→ **Your assignment**
Start at the first record below and retype through the last, exactly.

→ **Data to examine**
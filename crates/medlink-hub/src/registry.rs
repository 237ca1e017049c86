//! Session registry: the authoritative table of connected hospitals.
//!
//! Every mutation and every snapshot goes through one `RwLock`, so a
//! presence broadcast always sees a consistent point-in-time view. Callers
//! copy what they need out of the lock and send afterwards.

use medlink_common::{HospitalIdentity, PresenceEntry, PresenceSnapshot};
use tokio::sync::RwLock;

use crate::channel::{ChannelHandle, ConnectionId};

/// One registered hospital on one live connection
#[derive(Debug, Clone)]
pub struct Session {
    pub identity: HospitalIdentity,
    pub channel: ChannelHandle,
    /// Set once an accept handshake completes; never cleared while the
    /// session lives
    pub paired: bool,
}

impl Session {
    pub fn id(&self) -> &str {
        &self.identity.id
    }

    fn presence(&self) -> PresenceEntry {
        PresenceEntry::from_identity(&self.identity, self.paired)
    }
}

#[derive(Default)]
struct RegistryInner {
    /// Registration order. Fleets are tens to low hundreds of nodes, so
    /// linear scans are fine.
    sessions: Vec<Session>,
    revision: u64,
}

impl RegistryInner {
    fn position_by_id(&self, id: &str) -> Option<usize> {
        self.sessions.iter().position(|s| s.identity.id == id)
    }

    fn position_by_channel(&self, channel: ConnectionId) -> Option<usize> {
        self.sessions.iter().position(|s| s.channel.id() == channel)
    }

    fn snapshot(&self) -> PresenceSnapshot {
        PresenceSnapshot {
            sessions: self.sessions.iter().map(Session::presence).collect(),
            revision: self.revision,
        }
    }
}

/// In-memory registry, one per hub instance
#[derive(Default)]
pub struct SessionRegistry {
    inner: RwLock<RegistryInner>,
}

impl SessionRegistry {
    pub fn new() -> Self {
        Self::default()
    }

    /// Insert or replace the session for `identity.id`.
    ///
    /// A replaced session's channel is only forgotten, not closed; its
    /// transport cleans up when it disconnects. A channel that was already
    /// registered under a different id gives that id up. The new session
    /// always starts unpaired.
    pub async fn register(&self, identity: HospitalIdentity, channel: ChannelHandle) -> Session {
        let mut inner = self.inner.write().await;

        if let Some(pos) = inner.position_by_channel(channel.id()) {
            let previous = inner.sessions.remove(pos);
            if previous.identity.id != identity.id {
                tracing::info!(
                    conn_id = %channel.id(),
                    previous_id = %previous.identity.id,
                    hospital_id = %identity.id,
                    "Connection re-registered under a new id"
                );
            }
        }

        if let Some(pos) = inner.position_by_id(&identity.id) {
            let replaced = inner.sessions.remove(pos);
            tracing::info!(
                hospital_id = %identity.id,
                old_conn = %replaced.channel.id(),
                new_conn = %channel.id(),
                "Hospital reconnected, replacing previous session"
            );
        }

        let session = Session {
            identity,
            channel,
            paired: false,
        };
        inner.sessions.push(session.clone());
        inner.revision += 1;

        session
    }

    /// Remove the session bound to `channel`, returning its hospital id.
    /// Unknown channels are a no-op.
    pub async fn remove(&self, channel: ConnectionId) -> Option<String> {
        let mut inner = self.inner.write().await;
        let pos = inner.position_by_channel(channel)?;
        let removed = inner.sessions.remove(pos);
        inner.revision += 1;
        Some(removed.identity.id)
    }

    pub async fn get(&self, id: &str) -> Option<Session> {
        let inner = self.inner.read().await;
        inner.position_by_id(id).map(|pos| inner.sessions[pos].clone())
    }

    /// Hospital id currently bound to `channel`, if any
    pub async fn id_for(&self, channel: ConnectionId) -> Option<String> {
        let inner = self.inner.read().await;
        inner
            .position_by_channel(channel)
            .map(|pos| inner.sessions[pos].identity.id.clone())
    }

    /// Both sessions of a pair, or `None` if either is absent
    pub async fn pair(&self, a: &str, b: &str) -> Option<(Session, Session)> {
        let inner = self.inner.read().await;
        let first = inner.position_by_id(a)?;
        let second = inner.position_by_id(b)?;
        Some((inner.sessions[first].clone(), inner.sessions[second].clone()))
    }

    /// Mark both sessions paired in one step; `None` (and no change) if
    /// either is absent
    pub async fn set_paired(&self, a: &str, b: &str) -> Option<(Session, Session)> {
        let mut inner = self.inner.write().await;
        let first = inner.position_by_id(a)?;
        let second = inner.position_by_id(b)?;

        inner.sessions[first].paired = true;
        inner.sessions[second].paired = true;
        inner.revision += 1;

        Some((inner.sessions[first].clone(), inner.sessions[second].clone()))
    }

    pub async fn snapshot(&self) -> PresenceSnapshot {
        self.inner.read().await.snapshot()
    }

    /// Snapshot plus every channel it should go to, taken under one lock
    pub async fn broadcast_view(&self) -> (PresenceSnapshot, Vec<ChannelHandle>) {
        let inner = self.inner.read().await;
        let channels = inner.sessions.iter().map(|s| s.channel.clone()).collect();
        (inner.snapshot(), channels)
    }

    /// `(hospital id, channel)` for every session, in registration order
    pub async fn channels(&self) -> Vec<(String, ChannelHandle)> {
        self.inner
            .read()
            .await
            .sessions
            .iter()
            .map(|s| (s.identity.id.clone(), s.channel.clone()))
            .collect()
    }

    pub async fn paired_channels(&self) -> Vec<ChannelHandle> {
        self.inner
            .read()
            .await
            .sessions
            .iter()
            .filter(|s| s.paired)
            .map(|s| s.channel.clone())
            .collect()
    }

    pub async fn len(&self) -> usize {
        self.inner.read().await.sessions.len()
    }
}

→ **Task result**
filename crates/medlink-hub/src/registry.rs
repository 237ca1e017049c86
//! Session registry: the authoritative table of connected hospitals.
//!
//! Every mutation and every snapshot goes through one `RwLock`, so a
//! presence broadcast always sees a consistent point-in-time view. Callers
//! copy what they need out of the lock and send afterwards.

use medlink_common::{HospitalIdentity, PresenceEntry, PresenceSnapshot};
use tokio::sync::RwLock;

use crate::channel::{ChannelHandle, ConnectionId};

/// One registered hospital on one live connection
#[derive(Debug, Clone)]
pub struct Session {
    pub identity: HospitalIdentity,
    pub channel: ChannelHandle,
    /// Set once an accept handshake completes; never cleared while the
    /// session lives
    pub paired: bool,
}

impl Session {
    pub fn id(&self) -> &str {
        &self.identity.id
    }

    fn presence(&self) -> PresenceEntry {
        PresenceEntry::from_identity(&self.identity, self.paired)
    }
}

#[derive(Default)]
struct RegistryInner {
    /// Registration order. Fleets are tens to low hundreds of nodes, so
    /// linear scans are fine.
    sessions: Vec<Session>,
    revision: u64,
}

impl RegistryInner {
    fn position_by_id(&self, id: &str) -> Option<usize> {
        self.sessions.iter().position(|s| s.identity.id == id)
    }

    fn position_by_channel(&self, channel: ConnectionId) -> Option<usize> {
        self.sessions.iter().position(|s| s.channel.id() == channel)
    }

    fn snapshot(&self) -> PresenceSnapshot {
        PresenceSnapshot {
            sessions: self.sessions.iter().map(Session::presence).collect(),
            revision: self.revision,
        }
    }
}

/// In-memory registry, one per hub instance
#[derive(Default)]
pub struct SessionRegistry {
    inner: RwLock<RegistryInner>,
}

impl SessionRegistry {
    pub fn new() -> Self {
        Self::default()
    }

    /// Insert or replace the session for `identity.id`.
    ///
    /// A replaced session's channel is only forgotten, not closed; its
    /// transport cleans up when it disconnects. A channel that was already
    /// registered under a different id gives that id up. The new session
    /// always starts unpaired.
    pub async fn register(&self, identity: HospitalIdentity, channel: ChannelHandle) -> Session {
        let mut inner = self.inner.write().await;

        if let Some(pos) = inner.position_by_channel(channel.id()) {
            let previous = inner.sessions.remove(pos);
            if previous.identity.id != identity.id {
                tracing::info!(
                    conn_id = %channel.id(),
                    previous_id = %previous.identity.id,
                    hospital_id = %identity.id,
                    "Connection re-registered under a new id"
                );
            }
        }

        if let Some(pos) = inner.position_by_id(&identity.id) {
            let replaced = inner.sessions.remove(pos);
            tracing::info!(
                hospital_id = %identity.id,
                old_conn = %replaced.channel.id(),
                new_conn = %channel.id(),
                "Hospital reconnected, replacing previous session"
            );
        }

        let session = Session {
            identity,
            channel,
            paired: false,
        };
        inner.sessions.push(session.clone());
        inner.revision += 1;

        session
    }

    /// Remove the session bound to `channel`, returning its hospital id.
    /// Unknown channels are a no-op.
    pub async fn remove(&self, channel: ConnectionId) -> Option<String> {
        let mut inner = self.inner.write().await;
        let pos = inner.position_by_channel(channel)?;
        let removed = inner.sessions.remove(pos);
        inner.revision += 1;
        Some(removed.identity.id)
    }

    pub async fn get(&self, id: &str) -> Option<Session> {
        let inner = self.inner.read().await;
        inner.position_by_id(id).map(|pos| inner.sessions[pos].clone())
    }

    /// Hospital id currently bound to `channel`, if any
    pub async fn id_for(&self, channel: ConnectionId) -> Option<String> {
        let inner = self.inner.read().await;
        inner
            .position_by_channel(channel)
            .map(|pos| inner.sessions[pos].identity.id.clone())
    }

    /// Both sessions of a pair, or `None` if either is absent
    pub async fn pair(&self, a: &str, b: &str) -> Option<(Session, Session)> {
        let inner = self.inner.read().await;
        let first = inner.position_by_id(a)?;
        let second = inner.position_by_id(b)?;
        Some((inner.sessions[first].clone(), inner.sessions[second].clone()))
    }

    /// Mark both sessions paired in one step; `None` (and no change) if
    /// either is absent
    pub async fn set_paired(&self, a: &str, b: &str) -> Option<(Session, Session)> {
        let mut inner = self.inner.write().await;
        let first = inner.position_by_id(a)?;
        let second = inner.position_by_id(b)?;

        inner.sessions[first].paired = true;
        inner.sessions[second].paired = true;
        inner.revision += 1;

        Some((inner.sessions[first].clone(), inner.sessions[second].clone()))
    }

    pub async fn snapshot(&self) -> PresenceSnapshot {
        self.inner.read().await.snapshot()
    }

    /// Snapshot plus every channel it should go to, taken under one lock
    pub async fn broadcast_view(&self) -> (PresenceSnapshot, Vec<ChannelHandle>) {
        let inner = self.inner.read().await;
        let channels = inner.sessions.iter().map(|s| s.channel.clone()).collect();
        (inner.snapshot(), channels)
    }

    /// `(hospital id, channel)` for every session, in registration order
    pub async fn channels(&self) -> Vec<(String, ChannelHandle)> {
        self.inner
            .read()
            .await
            .sessions
            .iter()
            .map(|s| (s.identity.id.clone(), s.channel.clone()))
            .collect()
    }

    pub async fn paired_channels(&self) -> Vec<ChannelHandle> {
        self.inner
            .read()
            .await
            .sessions
            .iter()
            .filter(|s| s.paired)
            .map(|s| s.channel.clone())
            .collect()
    }

    pub async fn len(&self) -> usize {
        self.inner.read().await.sessions.len()
    }
}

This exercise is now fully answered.